4 Sci-Fi Books for Little Readers (That You Might Have Missed)

Just a few science fiction books for ages 3-5 that you might have missed when looking for books for your little reader. These books were buried underneath piles of others, but looked like they were worth a little bit more attention. And no, they’re not Star Wars themed.

4 Sci-Fi Books for Little Readers (That You Might Have Missed)


Balloon Blast book Balloon Blast (Rusty Rivets) by Mickie Matheis

ISBN13: 9781524716721

For ages: 2-5

Rusty Rivets and his robot friends are on an inventing adventure! When Rusty’s friend Liam accidentally launches a giant helium balloon, Rusty and Ruby must find a way to bring him down before a storm hits. Boys and girls ages 2 to 5 will love this Little Golden Book based on an exciting episode of Nickelodeon’s Rusty Rivets!

Meet Rusty, a ten-year-old designer and do-it-yourselfer who solves problems using ingenuity and wild, innovative inventions.
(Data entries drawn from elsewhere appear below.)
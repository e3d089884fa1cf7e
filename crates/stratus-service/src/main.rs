//! Stratus Service - Background sync scheduler and HTTP API.
//!
//! Run with: `cargo run -p stratus-service`

use std::net::SocketAddr;
use std::path::PathBuf;
use std::sync::Arc;

use anyhow::Context;
use clap::Parser;
use tokio::sync::watch;
use tracing::{info, warn};

use stratus_core::{Engine, OpenWeatherClient};
use stratus_service::{AppState, Config, api};
use stratus_store::Store;

/// Stratus Service - Background sync scheduler and HTTP REST API.
#[derive(Parser, Debug)]
#[command(name = "stratus-service")]
#[command(version, about, long_about = None)]
struct Args {
    /// Path to configuration file.
    #[arg(short, long)]
    config: Option<PathBuf>,

    /// Bind address (overrides config).
    #[arg(short, long)]
    bind: Option<String>,

    /// Database path (overrides config).
    #[arg(short, long)]
    database: Option<PathBuf>,

    /// Disable the background scheduler (API only mode).
    #[arg(long)]
    no_scheduler: bool,
}

#[tokio::main]
async fn main() -> anyhow::Result<()> {
    let args = Args::parse();

    // Initialize logging
    tracing_subscriber::fmt()
        .with_env_filter(
            tracing_subscriber::EnvFilter::from_default_env()
                .add_directive("stratus_service=info".parse()?)
                .add_directive("stratus_core=info".parse()?)
                .add_directive("tower_http=debug".parse()?),
        )
        .init();

    // Load configuration, then apply CLI overrides
    let config = match &args.config {
        Some(path) => Config::load(path)?,
        None => Config::load_default()?,
    }
    .with_overrides(args.bind, args.database)?;

    // Open the database
    info!("Opening database at {:?}", config.storage.path);
    let store = Store::open(&config.storage.path)?;

    // Provider client
    let openweather = config.provider.openweather_config();
    if openweather.api_key.is_none() {
        warn!(
            "No provider API key configured (set [provider] api_key or {}); syncs will fail",
            config.provider.api_key_env
        );
    }
    let provider = OpenWeatherClient::new(openweather).context("building provider client")?;

    // Engine and settings channel
    let (settings_tx, settings_rx) = watch::channel(config.sync_settings());
    let engine = Engine::new(
        store,
        Arc::new(provider),
        settings_rx,
        config.provider.outbound_limit(),
    );
    let state = AppState::new(engine, config.clone(), settings_tx);
    let settings = state.reload_settings().await?;
    info!(
        "Units: {}, default sync interval: {}s",
        settings.units.as_str(),
        settings.default_interval_secs
    );

    // Start the background scheduler
    if !args.no_scheduler {
        state.scheduler.start(&state.engine).await;
    } else {
        info!("Background scheduler disabled");
    }

    // Periodically drop idle rate-limit buckets
    if config.security.rate_limit_enabled {
        let cleanup_state = Arc::clone(&state);
        let cleanup_period = cleanup_state.limiter.config().window;
        tokio::spawn(async move {
            let mut timer = tokio::time::interval(cleanup_period);
            loop {
                timer.tick().await;
                cleanup_state.limiter.cleanup();
            }
        });
    }

    // Parse bind address
    let addr: SocketAddr = config.server.bind.parse()?;

    info!("Starting server on {}", addr);

    // Run the server
    let app = api::app(Arc::clone(&state));
    let listener = tokio::net::TcpListener::bind(addr).await?;
    axum::serve(
        listener,
        app.into_make_service_with_connect_info::<SocketAddr>(),
    )
    .with_graceful_shutdown(shutdown_signal())
    .await?;

    state.scheduler.stop().await;
    info!("Server stopped");

    Ok(())
}

async fn shutdown_signal() {
    if let Err(e) = tokio::signal::ctrl_c().await {
        warn!("Failed to listen for shutdown signal: {}", e);
        std::future::pending::<()>().await;
    }
    info!("Shutdown signal received");
}
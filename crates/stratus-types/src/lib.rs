//! Platform-agnostic types for cached weather data.
//!
//! This crate provides the shared vocabulary used by the storage layer
//! (stratus-store), the sync engine (stratus-core) and the HTTP service
//! (stratus-service). It performs no I/O.
//!
//! # Features
//!
//! - Locations, coordinates and geocoding matches
//! - Current readings and forecast samples
//! - Condition categories with severity ranking
//! - Sync outcome and error classifications
//! - Validation helpers for coordinates and sync intervals
//!
//! # Example
//!
//! ```
//! use stratus_types::{ConditionCategory, Coordinates, Units};
//!
//! let coords = Coordinates::new(48.8566, 2.3522).unwrap();
//! assert_eq!(coords.latitude, 48.8566);
//!
//! let units: Units = "imperial".parse().unwrap();
//! assert_eq!(units.as_str(), "imperial");
//!
//! assert!(ConditionCategory::Clear.is_abrupt_change(ConditionCategory::Thunderstorm));
//! ```

pub mod error;
pub mod types;

pub use error::{ValidationError, ValidationResult};
pub use types::{
    ConditionCategory, Coordinates, DEFAULT_SYNC_INTERVAL_SECS, ErrorKind, ForecastItem,
    GeocodeMatch, HistorySource, Location, MAX_SYNC_INTERVAL_SECS, MIN_SYNC_INTERVAL_SECS,
    SourcePreference, SyncKind, SyncStatus, Units, WeatherReading, validate_sync_interval,
};
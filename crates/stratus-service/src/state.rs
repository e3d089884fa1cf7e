//! Application state shared across handlers.
//!
//! # Settings Channel
//!
//! The engine reads its [`SyncSettings`] from a `watch` channel owned here.
//! The value is rebuilt from the config file and the stored preferences at
//! startup and again whenever a preference changes, so a new `units` or
//! `refresh_interval` takes effect on the next sync without a restart.

use std::net::IpAddr;
use std::sync::Arc;
use std::time::Duration;

use serde::Serialize;
use stratus_core::{Engine, RateLimiter, Scheduler, SyncSettings};
use time::OffsetDateTime;
use tokio::sync::{Mutex, watch};
use tokio::task::JoinHandle;
use tokio_util::sync::CancellationToken;
use tracing::{info, warn};

use crate::config::Config;

/// How long `stop` waits for an in-flight tick before aborting the task.
const STOP_TIMEOUT: Duration = Duration::from_secs(10);

/// Shared application state.
pub struct AppState {
    /// The sync engine.
    pub engine: Engine,
    /// Configuration the server was started with.
    pub config: Config,
    /// Publishes settings to the engine.
    pub settings_tx: watch::Sender<SyncSettings>,
    /// Scheduler control state.
    pub scheduler: SchedulerState,
    /// Inbound per-client limiter.
    pub limiter: RateLimiter<IpAddr>,
}

impl AppState {
    /// Create new application state.
    ///
    /// `settings_tx` must be the sender whose receiver was given to `engine`.
    pub fn new(engine: Engine, config: Config, settings_tx: watch::Sender<SyncSettings>) -> Arc<Self> {
        let scheduler = SchedulerState::new(config.sync.tick());
        let limiter = RateLimiter::new(config.security.inbound_limit());
        Arc::new(Self {
            engine,
            config,
            settings_tx,
            scheduler,
            limiter,
        })
    }

    /// Rebuild engine settings from the config file and stored preferences
    /// and publish them.
    pub async fn reload_settings(&self) -> stratus_core::Result<SyncSettings> {
        let preferences = self.engine.list_preferences().await?;
        let settings = self.config.sync_settings().with_preferences(&preferences);
        self.settings_tx.send_replace(settings.clone());
        Ok(settings)
    }
}

struct RunningScheduler {
    cancel: CancellationToken,
    handle: JoinHandle<()>,
    started_at: OffsetDateTime,
}

/// State for tracking and controlling the scheduler task.
pub struct SchedulerState {
    tick: Duration,
    running: Mutex<Option<RunningScheduler>>,
}

/// Scheduler status reported by the API.
#[derive(Debug, Clone, PartialEq, Serialize)]
pub struct SchedulerStatus {
    /// Whether the loop is running.
    pub running: bool,
    /// When the loop was started.
    #[serde(with = "time::serde::rfc3339::option")]
    pub started_at: Option<OffsetDateTime>,
    /// Seconds since start.
    pub uptime_seconds: Option<u64>,
    /// Loop cadence.
    pub tick_secs: u64,
}

impl SchedulerState {
    /// Create a stopped scheduler state with the given cadence.
    pub fn new(tick: Duration) -> Self {
        Self {
            tick,
            running: Mutex::new(None),
        }
    }

    /// Start the loop. Returns `false` if it is already running.
    pub async fn start(&self, engine: &Engine) -> bool {
        let mut running = self.running.lock().await;
        if let Some(current) = running.as_ref()
            && !current.handle.is_finished()
        {
            return false;
        }

        let cancel = CancellationToken::new();
        let handle = Scheduler::new(engine.clone(), self.tick).spawn(cancel.clone());
        *running = Some(RunningScheduler {
            cancel,
            handle,
            started_at: OffsetDateTime::now_utc(),
        });
        true
    }

    /// Stop the loop and wait for the current tick to finish.
    /// Returns `false` if it was not running.
    pub async fn stop(&self) -> bool {
        let Some(current) = self.running.lock().await.take() else {
            return false;
        };

        current.cancel.cancel();
        let abort = current.handle.abort_handle();
        match tokio::time::timeout(STOP_TIMEOUT, current.handle).await {
            Ok(Ok(())) => {}
            Ok(Err(e)) => warn!("Scheduler task ended abnormally: {}", e),
            Err(_) => {
                warn!(
                    "Scheduler did not stop within {}s, aborting",
                    STOP_TIMEOUT.as_secs()
                );
                abort.abort();
            }
        }
        info!("Scheduler stopped");
        true
    }

    /// Check if the scheduler is running.
    pub async fn is_running(&self) -> bool {
        self.running
            .lock()
            .await
            .as_ref()
            .is_some_and(|current| !current.handle.is_finished())
    }

    /// Current status.
    pub async fn status(&self) -> SchedulerStatus {
        let running = self.running.lock().await;
        let started_at = running
            .as_ref()
            .filter(|current| !current.handle.is_finished())
            .map(|current| current.started_at);
        let uptime_seconds = started_at.map(|start| {
            (OffsetDateTime::now_utc() - start)
                .whole_seconds()
                .max(0) as u64
        });

        SchedulerStatus {
            running: started_at.is_some(),
            started_at,
            uptime_seconds,
            tick_secs: self.tick.as_secs(),
        }
    }
}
With his best friend, Ruby, his robotic pet, Botasaur, and their mechanical helpers, the Bits, Rusty helps to foster kids’ interest in innovation, creativity, and the Maker Movement.

Amazon | Barnes & Noble

Everyone remembers Little Golden Books, don’t they? I was honestly surprised to see they were still being produced (I don’t know why this surprised me.) But here’s one for the little inventors in your house.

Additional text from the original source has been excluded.